İşletmeler daha düşük talep, daha yüksek maliyetler ve krediye erişimde zorluklarla karşılaştıkça kitlesel iş kayıpları yaşanacaktır. Bu durum işsizlik oranını yükseltecek ve birçok Amerikalı için yoksulluğa ve beraberinde gelen problemlerin oluşmasına neden olacaktır.

Yabancı yatırımcıların ABD dolarına olan inançlarını kaybetmeleri ve alternatif varlıklar aramaları nedeniyle doların değer kaybı yaşaması da ihtimaller arasında.

Doların düşmesi, ithalatı daha pahalı hale getirecek ve Amerikalıların yurtdışındaki satın alma gücünü azaltacaktır.

Ekonomik problemlere ek olarak Washington’un taahhütlerini yerine getirmemesi, uluslararası arenada itibarını ve güvenilirliğini zedeleyici bir etkiye sebep olacaktır.

ABD’de yaşanması muhtemel olan bu kriz yalnızca Amerika kıtasında da kalmayacaktır. Dünyadaki ekonomik çıktının dörtte birini tek başına oluşturan ABD’de yaşanacak bir ekonomik çöküş, dünyanın her yerinde afetsel etkilerle hissedilecektir.

HÜKÛMET NE YAPIYOR?

Joe Biden yönetimi, temerrüt krizinin önüne geçilmesi için Kongre ile sıkı temas hâlinde. Temsilciler Meclisi Başkanı Kevin McCarthy ile sürekli temas hâlinde olan Biden, 1 Haziran’dan önce Kongre ile bir anlaşmaya varılabileceğinden emin olduğunu söylemişti.

Ancak görüşmeler, Beyaz Saray ile Temsilciler Meclisi'nin çoğunluğunu elinde bulunduran Cumhuriyetçiler arasında bazı konulardaki 'ciddi farklılıklar' nedeniyle sekteye uğramış durumda.

Borç tavanı, anlaşmaya varılana kadar, Hazine Bakanlığı’nın olağan dışı yöntemleri aracılığıyla idare ediliyor. Bu yöntemler arasında belirli federal emeklilik fonlarına yapılan yatırımların askıya alınması, bir kamu hizmeti fonu tarafından tutulan Hazine menkul kıymetlerinin sönümlenmesi ve Federal Finansman Bankası ile borç senetlerinin takas edilmesi yer alıyor.

Bir anlaşmaya varılabilmesi için, hükûmet ile Kongre’deki Cumhuriyetçilerin aralarındaki sorunların giderilmesi gerekiyor.

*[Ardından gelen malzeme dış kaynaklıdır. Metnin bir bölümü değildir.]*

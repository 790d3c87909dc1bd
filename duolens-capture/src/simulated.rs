//! Simulated sensor backend.
//!
//! Generates deterministic gradient frames so the device binary runs without
//! hardware. Left frames ramp horizontally, right frames vertically, with a
//! slow per-frame phase shift so successive frames differ.

use crate::sensor::{SensorError, StereoSensor};
use duolens_core::{Frame, PixelFormat, Side};
use std::time::Duration;
use tracing::{debug, info};

/// Deterministic stand-in for the physical stereo sensor.
pub struct SimulatedSensor {
    width: u32,
    height: u32,
    format: PixelFormat,
    powered: Side,
    frame_count: u64,
    settle: Duration,
    warmup: u32,
}

impl SimulatedSensor {
    pub fn new(width: u32, height: u32, format: PixelFormat) -> Self {
        info!("simulated sensor: {}x{} {:?}", width, height, format);
        Self {
            width,
            height,
            format,
            powered: Side::Left,
            frame_count: 0,
            settle: Duration::from_millis(30),
            warmup: 5,
        }
    }

    /// Override the settle delay (the hardware default is 30ms).
    pub fn with_settle_delay(mut self, settle: Duration) -> Self {
        self.settle = settle;
        self
    }

    /// Override the warm-up pair count.
    pub fn with_warmup_pairs(mut self, warmup: u32) -> Self {
        self.warmup = warmup;
        self
    }

    /// Pack an RGB triple into little-endian RGB565.
    fn pack565(r: u8, g: u8, b: u8) -> [u8; 2] {
        let word = ((r as u16 >> 3) << 11) | ((g as u16 >> 2) << 5) | (b as u16 >> 3);
        word.to_le_bytes()
    }

    fn sample(&self, x: u32, y: u32) -> (u8, u8, u8) {
        let phase = (self.frame_count % 256) as u32;
        match self.powered {
            // Left: horizontal ramp.
            Side::Left => {
                let v = ((x * 255 / self.width.max(1)) + phase) as u8;
                (v, v, v)
            }
            // Right: vertical ramp.
            Side::Right => {
                let v = ((y * 255 / self.height.max(1)) + phase) as u8;
                (v, v, v)
            }
        }
    }
}

impl StereoSensor for SimulatedSensor {
    fn power_select(&mut self, side: Side) {
        self.powered = side;
    }

    fn grab(&mut self) -> Result<Frame, SensorError> {
        let mut data =
            Vec::with_capacity(self.width as usize * self.height as usize * self.format.bytes_per_pixel());
        for y in 0..self.height {
            for x in 0..self.width {
                let (r, g, b) = self.sample(x, y);
                match self.format {
                    PixelFormat::Rgb565 => data.extend_from_slice(&Self::pack565(r, g, b)),
                    PixelFormat::Grayscale => data.push(r),
                }
            }
        }
        self.frame_count += 1;
        debug!("simulated grab {} on {}", self.frame_count, self.powered);

        Frame::new(self.powered, self.width, self.height, self.format, data)
            .map_err(|e| SensorError::SnapshotFailed(e.to_string()))
    }

    fn reset(&mut self) -> Result<(), SensorError> {
        self.powered = Side::Left;
        self.frame_count = 0;
        Ok(())
    }

    fn settle_delay(&self) -> Duration {
        self.settle
    }

    fn warmup_pairs(&self) -> u32 {
        self.warmup
    }
}
//! Side-selecting capture for a dual-image sensor.
//!
//! The device exposes exactly one active side at a time; this crate provides
//! the `StereoSensor` seam over that hardware, a deterministic simulated
//! backend, and the `SideSelector` state machine that guarantees a captured
//! frame's side tag always matches the selection at the instant of capture.

pub mod selector;
pub mod sensor;
pub mod simulated;

pub use selector::{CaptureFault, SelectorState, SideSelector};
pub use sensor::{SensorError, StereoSensor};
pub use simulated::SimulatedSensor;
//! Captured frames and horizontal stitching.

use crate::types::{PixelFormat, Side};
use thiserror::Error;

/// Errors constructing or combining frames.
#[derive(Debug, Error)]
pub enum FrameError {
    #[error("buffer size {got} does not match {width}x{height} {format:?} (expected {expected})")]
    BufferSize {
        width: u32,
        height: u32,
        format: PixelFormat,
        expected: usize,
        got: usize,
    },

    #[error("stitch geometry mismatch: left {left_w}x{left_h}, right {right_w}x{right_h}")]
    StitchGeometry {
        left_w: u32,
        left_h: u32,
        right_w: u32,
        right_h: u32,
    },

    #[error("stitch format mismatch: left {0:?}, right {1:?}")]
    StitchFormat(PixelFormat, PixelFormat),
}

/// A single captured frame.
///
/// Owned transiently: created by a capture, consumed by the encoder, then
/// dropped. The side tag always matches the sensor side that was selected at
/// the instant of capture.
#[derive(Debug, Clone, PartialEq, Eq)]
pub struct Frame {
    pub side: Side,
    pub width: u32,
    pub height: u32,
    pub format: PixelFormat,
    pub data: Vec<u8>,
}

impl Frame {
    /// Create a frame, enforcing `data.len() == width * height * bpp`.
    pub fn new(
        side: Side,
        width: u32,
        height: u32,
        format: PixelFormat,
        data: Vec<u8>,
    ) -> Result<Self, FrameError> {
        let expected = width as usize * height as usize * format.bytes_per_pixel();
        if data.len() != expected {
            return Err(FrameError::BufferSize {
                width,
                height,
                format,
                expected,
                got: data.len(),
            });
        }
        Ok(Self {
            side,
            width,
            height,
            format,
            data,
        })
    }

    /// Image dimensions (width, height).
    pub fn dimensions(&self) -> (u32, u32) {
        (self.width, self.height)
    }

    /// Byte length of one pixel row.
    pub fn row_bytes(&self) -> usize {
        self.width as usize * self.format.bytes_per_pixel()
    }
}

/// Horizontally concatenate a left/right pair into one `[L|R]` frame.
///
/// Both frames must share height and pixel format. The result keeps the left
/// frame's side tag; stitched payloads are addressed by lane, not side.
pub fn stitch(left: &Frame, right: &Frame) -> Result<Frame, FrameError> {
    if left.format != right.format {
        return Err(FrameError::StitchFormat(left.format, right.format));
    }
    if left.height != right.height {
        return Err(FrameError::StitchGeometry {
            left_w: left.width,
            left_h: left.height,
            right_w: right.width,
            right_h: right.height,
        });
    }

    let left_row = left.row_bytes();
    let right_row = right.row_bytes();
    let mut data = Vec::with_capacity(left.data.len() + right.data.len());
    for y in 0..left.height as usize {
        data.extend_from_slice(&left.data[y * left_row..(y + 1) * left_row]);
        data.extend_from_slice(&right.data[y * right_row..(y + 1) * right_row]);
    }

    Frame::new(
        left.side,
        left.width + right.width,
        left.height,
        left.format,
        data,
    )
}

#[cfg(test)]
mod tests {
    use super::*;

    fn gray(side: Side, width: u32, height: u32, fill: u8) -> Frame {
        Frame::new(
            side,
            width,
            height,
            PixelFormat::Grayscale,
            vec![fill; (width * height) as usize],
        )
        .unwrap()
    }

    #[test]
    fn test_frame_rejects_bad_buffer() {
        let err = Frame::new(Side::Left, 4, 4, PixelFormat::Rgb565, vec![0; 31]);
        assert!(matches!(err, Err(FrameError::BufferSize { expected: 32, got: 31, .. })));
    }

    #[test]
    fn test_stitch_interleaves_rows() {
        let left = gray(Side::Left, 2, 2, 0x11);
        let right = gray(Side::Right, 3, 2, 0x22);
        let out = stitch(&left, &right).unwrap();
        assert_eq!(out.dimensions(), (5, 2));
        assert_eq!(
            out.data,
            vec![0x11, 0x11, 0x22, 0x22, 0x22, 0x11, 0x11, 0x22, 0x22, 0x22]
        );
    }

    #[test]
    fn test_stitch_rejects_height_mismatch() {
        let left = gray(Side::Left, 2, 2, 0);
        let right = gray(Side::Right, 2, 3, 0);
        assert!(matches!(
            stitch(&left, &right),
            Err(FrameError::StitchGeometry { .. })
        ));
    }
}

Bu sorunlar; harcama kesintileri, bütçe uzlaşısı adı verilen bir işlem ve 14. Anayasa Değişikliği’nin kullanılması önerilerinde karşılaşılan anlaşmazlıklardır.

Harcama kesintileri, Cumhuriyetçilerin borç tavanını yükseltme yönünde oy kullanma karşılığında harcama kesintileri talep ettikleri bir harcama kontrol yöntemidir.

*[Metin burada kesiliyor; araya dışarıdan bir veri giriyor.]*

//! Blind byte-order disambiguation for raw RGB565 payloads.
//!
//! Different device firmware revisions emit 16-bit samples in either byte
//! order, and the wire format does not say which. Both interpretations are
//! decoded and scored by smoothness (mean absolute neighbor difference along
//! both axes); natural images are comparatively smooth, while the wrong
//! order turns into high-frequency noise. The losing score is kept on the
//! report: the heuristic is best effort, and a misclassification on
//! pathological content has to stay diagnosable after the fact.

use image::RgbImage;

/// Byte order of 16-bit samples in a raw payload.
#[derive(Debug, Clone, Copy, PartialEq, Eq)]
pub enum ByteOrder {
    Little,
    Big,
}

impl ByteOrder {
    pub fn as_str(&self) -> &'static str {
        match self {
            ByteOrder::Little => "little",
            ByteOrder::Big => "big",
        }
    }
}

/// Outcome of one disambiguation, with both candidate scores.
#[derive(Debug, Clone, Copy)]
pub struct DisambiguationReport {
    pub order: ByteOrder,
    pub little_score: f64,
    pub big_score: f64,
}

/// Decode RGB565 words under the given byte order into an RGB8 image.
///
/// The buffer length must be exactly `width * height * 2`; callers validate
/// that before decoding.
pub fn decode_rgb565(data: &[u8], width: u32, height: u32, order: ByteOrder) -> RgbImage {
    debug_assert_eq!(data.len(), width as usize * height as usize * 2);
    let mut rgb = Vec::with_capacity(data.len() / 2 * 3);
    for pair in data.chunks_exact(2) {
        let word = match order {
            ByteOrder::Little => u16::from_le_bytes([pair[0], pair[1]]),
            ByteOrder::Big => u16::from_be_bytes([pair[0], pair[1]]),
        };
        let r = ((word >> 11) & 0x1F) as u8;
        let g = ((word >> 5) & 0x3F) as u8;
        let b = (word & 0x1F) as u8;
        rgb.push((r << 3) | (r >> 2));
        rgb.push((g << 2) | (g >> 4));
        rgb.push((b << 3) | (b >> 2));
    }
    RgbImage::from_raw(width, height, rgb).expect("sized buffer")
}

/// Mean absolute pixel-to-pixel difference along both axes, summed over the
/// RGB channels. Lower is smoother.
pub fn smoothness(img: &RgbImage) -> f64 {
    let (width, height) = img.dimensions();
    let mut total: u64 = 0;
    let mut count: u64 = 0;

    for y in 0..height {
        for x in 1..width {
            let a = img.get_pixel(x, y).0;
            let b = img.get_pixel(x - 1, y).0;
            total += pixel_delta(a, b);
            count += 1;
        }
    }
    for y in 1..height {
        for x in 0..width {
            let a = img.get_pixel(x, y).0;
            let b = img.get_pixel(x, y - 1).0;
            total += pixel_delta(a, b);
            count += 1;
        }
    }

    if count == 0 { 0.0 } else { total as f64 / count as f64 }
}

fn pixel_delta(a: [u8; 3], b: [u8; 3]) -> u64 {
    a.iter()
        .zip(b.iter())
        .map(|(x, y)| x.abs_diff(*y) as u64)
        .sum()
}

/// Decode under both byte orders and keep the smoother candidate. Ties go to
/// little-endian.
pub fn disambiguate(data: &[u8], width: u32, height: u32) -> (RgbImage, DisambiguationReport) {
    let little = decode_rgb565(data, width, height, ByteOrder::Little);
    let big = decode_rgb565(data, width, height, ByteOrder::Big);
    let little_score = smoothness(&little);
    let big_score = smoothness(&big);

    let (order, image) = if little_score <= big_score {
        (ByteOrder::Little, little)
    } else {
        (ByteOrder::Big, big)
    };
    tracing::debug!(
        "disambiguated {}x{} as {} (little {:.3}, big {:.3})",
        width,
        height,
        order.as_str(),
        little_score,
        big_score
    );
    (
        image,
        DisambiguationReport {
            order,
            little_score,
            big_score,
        },
    )
}

#[cfg(test)]
pub(crate) mod tests {
    use super::*;

    /// Smooth diagonal gradient packed in the given byte order.
    pub(crate) fn gradient_rgb565(width: u32, height: u32, order: ByteOrder) -> Vec<u8> {
        let mut data = Vec::with_capacity((width * height * 2) as usize);
        for y in 0..height {
            for x in 0..width {
                let v = ((x + y) * 255 / (width + height - 2).max(1)) as u16;
                let word = ((v >> 3) << 11) | ((v >> 2) << 5) | (v >> 3);
                let bytes = match order {
                    ByteOrder::Little => word.to_le_bytes(),
                    ByteOrder::Big => word.to_be_bytes(),
                };
                data.extend_from_slice(&bytes);
            }
        }
        data
    }

    #[test]
    fn test_gradient_smoother_than_its_swapped_twin() {
        let data = gradient_rgb565(64, 48, ByteOrder::Little);
        let correct = decode_rgb565(&data, 64, 48, ByteOrder::Little);
        let swapped = decode_rgb565(&data, 64, 48, ByteOrder::Big);
        assert!(smoothness(&correct) < smoothness(&swapped));
    }

    #[test]
    fn test_disambiguate_picks_little_for_le_payload() {
        let data = gradient_rgb565(320, 240, ByteOrder::Little);
        let (image, report) = disambiguate(&data, 320, 240);
        assert_eq!(report.order, ByteOrder::Little);
        assert!(report.little_score < report.big_score);
        assert_eq!(image.dimensions(), (320, 240));
        // The chosen decode is the smooth one.
        assert_eq!(image, decode_rgb565(&data, 320, 240, ByteOrder::Little));
    }

    #[test]
    fn test_disambiguate_picks_big_for_be_payload() {
        let data = gradient_rgb565(320, 240, ByteOrder::Big);
        let (_, report) = disambiguate(&data, 320, 240);
        assert_eq!(report.order, ByteOrder::Big);
        assert!(report.big_score < report.little_score);
    }

    #[test]
    fn test_both_scores_are_reported() {
        let data = gradient_rgb565(32, 32, ByteOrder::Little);
        let (_, report) = disambiguate(&data, 32, 32);
        assert!(report.little_score >= 0.0);
        assert!(report.big_score >= 0.0);
    }

    #[test]
    fn test_tie_goes_to_little() {
        // A constant image with symmetric bytes scores 0 either way.
        let data = vec![0u8; 16 * 16 * 2];
        let (_, report) = disambiguate(&data, 16, 16);
        assert_eq!(report.little_score, report.big_score);
        assert_eq!(report.order, ByteOrder::Little);
    }
}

Demokratların sosyal programları veya sağlık hizmetlerini etkileyecek herhangi bir kesintiyi kabul etmeyi reddetmesi, anlaşmazlığın doğmasına sebep oldu.

Bütçe uzlaşısı adı verilen yöntem ise Senato’da çoğunluğu elinde tutan Demokratların öne sürdüğü bir metottur.

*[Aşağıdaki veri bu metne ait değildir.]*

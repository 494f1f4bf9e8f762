//! Lexicon-file pronunciation source.
//!
//! Reads pronunciations from a word list shipped alongside the pipeline.
//! Two formats are understood:
//!
//! - TSV (any extension other than `.json`): one `word<TAB>ph1 ph2 ...` entry
//!   per line, blank lines and `#` comments ignored.
//! - JSON: an object mapping each word to a space-separated phoneme string.

use std::collections::HashMap;
use std::path::{Path, PathBuf};

use directories::ProjectDirs;
use once_cell::sync::OnceCell;
use tracing::{debug, info};
use unicode_normalization::UnicodeNormalization;

use crate::error::{FonemaError, FonemaResult};

use super::espeak::WORD_BOUNDARY;
use super::{Availability, PronunciationSource};

/// Environment variable overriding the lexicon location
pub const LEXICON_ENV_VAR: &str = "FONEMA_UK_LEXICON";

/// File name searched for in the standard data directories
pub const DEFAULT_LEXICON_FILE: &str = "uk-UA.tsv";

/// Characters joining two halves of one word, e.g. `п'ять`, `будь-який`
const WORD_JOINERS: [char; 4] = ['\'', '’', 'ʼ', '-'];

type Lexicon = HashMap<String, Vec<String>>;

/// Pronunciation source backed by a lexicon file.
///
/// The file is located and parsed on first use. A failed load is not
/// remembered, so a lexicon installed later is picked up by the next call.
#[derive(Debug)]
pub struct LexiconSource {
    path: Option<PathBuf>,
    entries: OnceCell<Lexicon>,
}

impl LexiconSource {
    /// Create a source reading the lexicon at `path`
    pub fn new<P: Into<PathBuf>>(path: P) -> Self {
        Self {
            path: Some(path.into()),
            entries: OnceCell::new(),
        }
    }

    /// Create a source that searches the standard locations on first use
    #[must_use]
    pub fn from_default_location() -> Self {
        Self {
            path: None,
            entries: OnceCell::new(),
        }
    }

    /// Create a source from in-memory entries of word and phoneme symbols
    pub fn from_entries<I, W, P>(entries: I) -> Self
    where
        I: IntoIterator<Item = (W, Vec<P>)>,
        W: AsRef<str>,
        P: Into<String>,
    {
        let lexicon = entries
            .into_iter()
            .map(|(word, phonemes)| {
                (
                    normalize_word(word.as_ref()),
                    phonemes.into_iter().map(Into::into).collect(),
                )
            })
            .collect();

        Self {
            path: None,
            entries: OnceCell::with_value(lexicon),
        }
    }

    /// Candidate lexicon paths, most specific first
    #[must_use]
    pub fn candidate_paths() -> Vec<PathBuf> {
        let mut candidates = Vec::new();

        if let Ok(custom) = std::env::var(LEXICON_ENV_VAR) {
            candidates.push(PathBuf::from(custom));
        }

        if let Some(proj_dirs) = ProjectDirs::from("ai", "Fonema", "fonema") {
            candidates.push(proj_dirs.data_dir().join("lexicons").join(DEFAULT_LEXICON_FILE));
        }

        candidates.push(PathBuf::from("/usr/share/fonema").join(DEFAULT_LEXICON_FILE));

        candidates
    }

    fn locate(&self) -> FonemaResult<PathBuf> {
        if let Some(path) = &self.path {
            if path.is_file() {
                return Ok(path.clone());
            }
            return Err(FonemaError::dependency_unavailable(format!(
                "Lexicon not found at {}",
                path.display()
            )));
        }

        let candidates = Self::candidate_paths();
        candidates
            .iter()
            .find(|p| p.is_file())
            .cloned()
            .ok_or_else(|| {
                let searched: Vec<String> =
                    candidates.iter().map(|p| p.display().to_string()).collect();
                FonemaError::dependency_unavailable(format!(
                    "Ukrainian lexicon not found. Set {} or install {} (searched: {})",
                    LEXICON_ENV_VAR,
                    DEFAULT_LEXICON_FILE,
                    searched.join(", ")
                ))
            })
    }

    fn entries(&self) -> FonemaResult<&Lexicon> {
        self.entries.get_or_try_init(|| {
            let path = self.locate()?;
            let lexicon = load_lexicon(&path)?;
            info!("Loaded {} lexicon entries from {}", lexicon.len(), path.display());
            Ok(lexicon)
        })
    }
}

impl PronunciationSource for LexiconSource {
    fn backend_name(&self) -> &str {
        "lexicon"
    }

    fn probe(&self) -> Availability {
        match self.entries() {
            Ok(_) => Availability::Available,
            Err(e) => {
                debug!("Lexicon source unavailable: {}", e);
                Availability::unavailable(e.to_string())
            }
        }
    }

    fn pronounce(&self, text: &str) -> FonemaResult<Vec<String>> {
        let lexicon = self.entries()?;
        let text: String = text.trim().nfc().collect();
        let mut symbols = Vec::new();

        for token in tokenize(&text) {
            match token {
                Token::Word(word) => {
                    let phonemes = lexicon.get(&normalize_word(word)).ok_or_else(|| {
                        FonemaError::pronunciation(format!("No pronunciation for '{word}'"))
                    })?;
                    symbols.extend(phonemes.iter().cloned());
                }
                Token::Space => symbols.push(WORD_BOUNDARY.to_string()),
                Token::Other(c) => symbols.push(c.to_string()),
            }
        }

        debug!("Lexicon produced {} symbols", symbols.len());
        Ok(symbols)
    }
}

fn load_lexicon(path: &Path) -> FonemaResult<Lexicon> {
    let content = std::fs::read_to_string(path)
        .map_err(|e| FonemaError::file(format!("Failed to read lexicon {}: {}", path.display(), e)))?;

    let is_json = path
        .extension()
        .is_some_and(|ext| ext.eq_ignore_ascii_case("json"));

    if is_json {
        parse_json(&content)
    } else {
        parse_tsv(&content)
    }
}

fn parse_tsv(content: &str) -> FonemaResult<Lexicon> {
    let mut lexicon = HashMap::new();

    for (idx, line) in content.lines().enumerate() {
        let line = line.trim_end_matches('\r');
        if line.trim().is_empty() || line.trim_start().starts_with('#') {
            continue;
        }

        let (word, pronunciation) = line.split_once('\t').ok_or_else(|| {
            FonemaError::configuration(format!(
                "Lexicon line {}: expected 'word<TAB>phonemes'",
                idx + 1
            ))
        })?;
        insert_entry(&mut lexicon, word, pronunciation)
            .map_err(|e| FonemaError::configuration(format!("Lexicon line {}: {}", idx + 1, e)))?;
    }

    Ok(lexicon)
}

fn parse_json(content: &str) -> FonemaResult<Lexicon> {
    let raw: HashMap<String, String> = serde_json::from_str(content)?;
    let mut lexicon = HashMap::with_capacity(raw.len());
    for (word, pronunciation) in &raw {
        insert_entry(&mut lexicon, word, pronunciation)
            .map_err(|e| FonemaError::configuration(format!("Lexicon entry '{word}': {e}")))?;
    }
    Ok(lexicon)
}

fn insert_entry(lexicon: &mut Lexicon, word: &str, pronunciation: &str) -> Result<(), &'static str> {
    let word = word.trim();
    if word.is_empty() {
        return Err("empty word");
    }
    let phonemes: Vec<String> = pronunciation.split_whitespace().map(str::to_string).collect();
    if phonemes.is_empty() {
        return Err("empty pronunciation");
    }
    lexicon.insert(normalize_word(word), phonemes);
    Ok(())
}

fn normalize_word(word: &str) -> String {
    word.to_lowercase().nfc().collect()
}

#[derive(Debug, Clone, Copy, PartialEq, Eq)]
enum Token<'a> {
    Word(&'a str),
    Space,
    Other(char),
}

/// Split text into words, whitespace runs and stray characters
fn tokenize(text: &str) -> Vec<Token<'_>> {
    let mut tokens = Vec::new();
    let mut chars = text.char_indices().peekable();

    while let Some((start, c)) = chars.next() {
        if c.is_whitespace() {
            while chars.next_if(|(_, c)| c.is_whitespace()).is_some() {}
            tokens.push(Token::Space);
        } else if c.is_alphabetic() {
            let mut end = start + c.len_utf8();
            while let Some(&(idx, next)) = chars.peek() {
                let after = idx + next.len_utf8();
                let joins = WORD_JOINERS.contains(&next)
                    && text[after..].chars().next().is_some_and(char::is_alphabetic);
                if !(next.is_alphabetic() || joins) {
                    break;
                }
                end = after;
                chars.next();
            }
            tokens.push(Token::Word(&text[start..end]));
        } else {
            tokens.push(Token::Other(c));
        }
    }

    tokens
}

Bu tasarıya göre, Demokratlar, Senatodaki çoğunluklarından yararlanarak Cumhuriyetçileri baypas ederek borç tavanını yükseltebileceklerdi.

Ancak Cumhuriyetçiler, bu yöntemin, yetkinin kötüye kullanılması ve iki partililik ruhunun ihlali anlamına geleceğini savunuyor. Karşı tarafın varlığını tamamen ekarte edecek bu yöntemin antidemokratik karakteri, yöntemin uygulanmasının önünde bir engel teşkil ediyor.

14. Anayasa Değişikliği’nin kullanılması tavsiyesi de benzer bir nedenden dolayı tepki çekiyor. Öneri, Anayasa'nın 14. Değişikliği’ne başvurabileceğini ve Hazine'ye Kongre olmadan borç tavanının üzerinde borçlanma emri verilebileceğini ifade ediyor. Cumhuriyetçiler ise bu fikri anayasaya aykırı ve yasal açıdan şüpheli bularak reddediyor.